Dem alleinigen Komplementär und Treugeber der einzigen Kommanditistin einer KG, die Tankstellen betrieb und den vertriebenen Kraftstoff überwiegend von einer AG bezog, wurden steuerrechtlich sämtliche Anteile und Einkünfte der KG zugerechnet, so dass letztere ohne einheitliche und gesonderte Feststellung unmittelbar im Rahmen seiner Einkommensteuerveranlagung ermittelt und erfasst wurden. Wegen wirtschaftlicher Schwierigkeiten des Tankstellenbetriebs vereinbarte der Gesellschafter in 2014 mit der AG, dass diese gegen Zahlung von EUR 50.000 auf ihre gesamten offenen Forderungen verzichtete. Für den hieraus resultierenden Buchgewinn von rd. EUR 3,7 Mio. begehrte der Gesellschafter die Steuerbefreiung nach § 3a EStG und § 7b GewStG und beantragte deren – vom Gesetz vorgesehene - rückwirkende Anwendung. Das Finanzamt behandelte den Buchgewinn aus dem Forderungsverzicht im Einkommensteuer- und Gewerbesteuermessbescheid 2014 jedoch als steuerpflichtig. Die hiergegen gerichtete Klage wies das FG Niedersachsen in erster Instanz ab, da weder die Sanierungseignung des Schuldenerlasses noch die Sanierungsabsicht der AG als Gläubigerin ausreichend dargelegt worden seien. Dem schloss sich der BFH in seiner Entscheidung über die erhobene Nichtzulassungsbeschwerde an.

Denn das Gesetz enthält für die erforderliche Feststellung der Sanierungseignung zwar keine feste Beweisregel in Form eines bestimmten Kriteriums, aus dem diese abgeleitet werden kann. Wesentliche Indizien für das Bestehen einer solchen Sanierungseignung können jedoch insbesondere im Vorliegen eines nachvollziehbaren und prüfbaren Sanierungskonzepts oder eines rückblickend erfolgreichen Abschlusses der Sanierung liegen. Im Streitfall bezog sich der im Jahr 2014 geschlossene Abfindungsvergleich allerdings nicht mehr auf ein im Jahr 2010 zwar diskutiertes, aber letztlich nicht durchgeführtes Sanierungskonzept. Zudem war die Sanierung auch nicht erfolgreich, da die KG aufgrund finanzieller Schwierigkeiten weitere Tankstellen veräußert und ihr Gewerbe im Jahr 2020 abgemeldet hatte. Andere Indizien für eine Sanierungseignung waren im Streitfall nicht erkennbar.
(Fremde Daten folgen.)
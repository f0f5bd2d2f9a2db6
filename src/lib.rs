//! # unlog
//!
//! Extract image frames from recorded event logs — scan a timestamped
//! binary log, pick out the messages on one channel, and write each image
//! payload as an individually named `.jpg` file.
//!
//! `unlog` serves offline log-inspection workflows: a recording session
//! leaves behind a log of heterogeneous, channel-tagged messages, and this
//! crate recovers the camera frames from it. The scan is single-pass,
//! forward-only, and synchronous — one event is read, filtered, matched,
//! decoded, and written before the next is touched.
//!
//! ## Quick Start
//!
//! ### Extract every frame on a channel
//!
//! ```no_run
//! use unlog::{EventLog, ExtractConfig};
//!
//! let mut log = EventLog::open("session.evl").unwrap();
//! let summary = log.frames().extract(&ExtractConfig::new("CAMERA_LEFT")).unwrap();
//! println!("wrote {} frames", summary.frames_written);
//! ```
//!
//! ### Restrict to a time window, name files by frame number
//!
//! ```no_run
//! use unlog::{EventLog, ExtractConfig, NamingMode, TimeWindow};
//!
//! let mut log = EventLog::open("session.evl").unwrap();
//! let config = ExtractConfig::new("CAMERA_LEFT")
//!     .with_window(TimeWindow::from_seconds(10.0, Some(20.0)).unwrap())
//!     .with_naming(NamingMode::Sequence);
//! let summary = log.frames().extract(&config).unwrap();
//! assert_eq!(summary.write_failures, 0);
//! ```
//!
//! ### Inspect a log before extracting
//!
//! ```no_run
//! use unlog::LogProbe;
//!
//! let summary = LogProbe::probe("session.evl").unwrap();
//! for channel in &summary.channels {
//!     println!("{}: {} events", channel.name, channel.event_count);
//! }
//! ```
//!
//! ## Features
//!
//! - **Single-pass extraction** — events flow through window filter,
//!   channel match, decode, and write with no buffering beyond the event
//!   in flight
//! - **Time windows** — start/end offsets in fractional seconds, measured
//!   from the log's first event so results are reproducible across re-runs
//! - **Two naming policies** — embedded capture timestamp (default) or a
//!   gapless zero-based sequence number
//! - **Verbatim output** — the payload's encoded image bytes are written
//!   untouched; nothing is re-encoded
//! - **Partial-failure isolation** — a malformed image payload or a failed
//!   file write skips that event and the scan carries on
//! - **Log probing** — per-channel event counts, byte totals, and time
//!   spans from one scan
//! - **Observer callbacks** — per-event outcomes delivered through
//!   [`ScanObserver`] without the library printing anything
//!
//! The `unlog` binary wraps the library for the command line:
//!
//! ```text
//! unlog -c CAMERA_LEFT -s 10 -e 20 -n -v session.evl
//! ```

pub mod config;
pub mod error;
pub mod event_log;
pub mod extract;
pub mod image_record;
pub mod probe;
pub mod progress;
pub mod window;

pub use config::{ExtractConfig, NamingMode};
pub use error::UnlogError;
pub use event_log::{EventIterator, EventLog, LogEvent, SYNC_WORD};
pub use extract::{ExtractSummary, FrameExtractor};
pub use image_record::{ImageRecord, PixelFormat, RECORD_TAG};
pub use probe::{ChannelSummary, LogProbe, LogSummary};
pub use progress::{ScanObserver, WrittenFrame};
pub use window::{TimeWindow, WindowPosition};
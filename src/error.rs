//! Error types for the `unlog` crate.
//!
//! This module defines [`UnlogError`], the unified error type returned by all
//! fallible operations in the crate. Errors carry enough context to diagnose
//! the problem without additional logging at the call site: file paths,
//! decode error codes, and upstream error messages.
//!
//! Two families matter to callers. Fatal errors ([`FileOpen`],
//! [`InvalidRange`], [`NegativeStartOffset`], [`EmptyChannel`]) abort a run
//! before any frame is written. Per-event errors ([`ImageDecode`],
//! [`FrameWrite`]) are recovered by the scan loop — the offending event is
//! skipped and the scan continues.
//!
//! [`FileOpen`]: UnlogError::FileOpen
//! [`InvalidRange`]: UnlogError::InvalidRange
//! [`NegativeStartOffset`]: UnlogError::NegativeStartOffset
//! [`EmptyChannel`]: UnlogError::EmptyChannel
//! [`ImageDecode`]: UnlogError::ImageDecode
//! [`FrameWrite`]: UnlogError::FrameWrite

use std::{io::Error as IoError, path::PathBuf};

use thiserror::Error;

/// The unified error type for all `unlog` operations.
///
/// Every public method that can fail returns `Result<T, UnlogError>`.
#[derive(Debug, Error)]
#[non_exhaustive]
pub enum UnlogError {
    /// The event log could not be opened.
    #[error("Failed to open event log at {path}: {reason}")]
    FileOpen {
        /// Path that was passed to [`crate::EventLog::open`].
        path: PathBuf,
        /// Underlying reason the open failed.
        reason: String,
    },

    /// An event could not be read from the log mid-scan.
    ///
    /// Covers a bad sync word, an implausible length field, a body truncated
    /// by end-of-file, and a channel name that is not valid UTF-8. The event
    /// iterator yields this once and then terminates.
    #[error("Failed to read log event: {0}")]
    EventRead(String),

    /// A matched event's payload is not a valid image record.
    ///
    /// `code` is the negative decode error code reported in diagnostics;
    /// see the constants in [`crate::image_record`].
    #[error("Error {code} decoding image record: {reason}")]
    ImageDecode {
        /// Negative decode error code.
        code: i32,
        /// Human-readable description of what was malformed.
        reason: String,
    },

    /// An output frame file could not be created or written.
    #[error("Failed to write frame file {path}: {reason}")]
    FrameWrite {
        /// Path of the output file that could not be written.
        path: PathBuf,
        /// Underlying reason the write failed.
        reason: String,
    },

    /// The time window's end offset precedes its start offset.
    #[error("Invalid time window: end offset {end}us precedes start offset {start}us")]
    InvalidRange {
        /// Start offset in microseconds.
        start: i64,
        /// End offset in microseconds.
        end: i64,
    },

    /// A negative start offset was provided.
    #[error("Start offset must not be negative (got {0}us)")]
    NegativeStartOffset(i64),

    /// The configured channel name is empty.
    #[error("Channel name must not be empty")]
    EmptyChannel,

    /// An I/O error occurred while reading or writing files.
    #[error("I/O error: {0}")]
    IoError(#[from] IoError),
}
Das gesetzlich normierte Tatbestandsmerkmal der „Sanierungsabsicht der Gläubiger“ hat ferner eine eigenständige Relevanz. Das Vorliegen der „Sanierungsabsicht“ ist nicht stets bereits dann zu vermuten, wenn ein einzelner Gläubiger im Zusammenhang mit einer Sanierung auf eine Forderung ganz oder teilweise verzichtet. Denn damit liefe dieses Tatbestandsmerkmal leer.
 

Hinweis:

Der BFH bestätigt im Übrigen seine gefestigte Rechtsprechung, wonach für die Auslegung der in § 3a Abs. 2 EStG enthaltenen Tatbestands- bzw. Sanierungsmerkmale auf die zur Vorgängerregelung des § 3 Nr. 66 EstG a.F. sowie den Sanierungserlass aus dem Jahr 2003 ergangenen Rechtsprechungsleitlinien zurückzugreifen ist.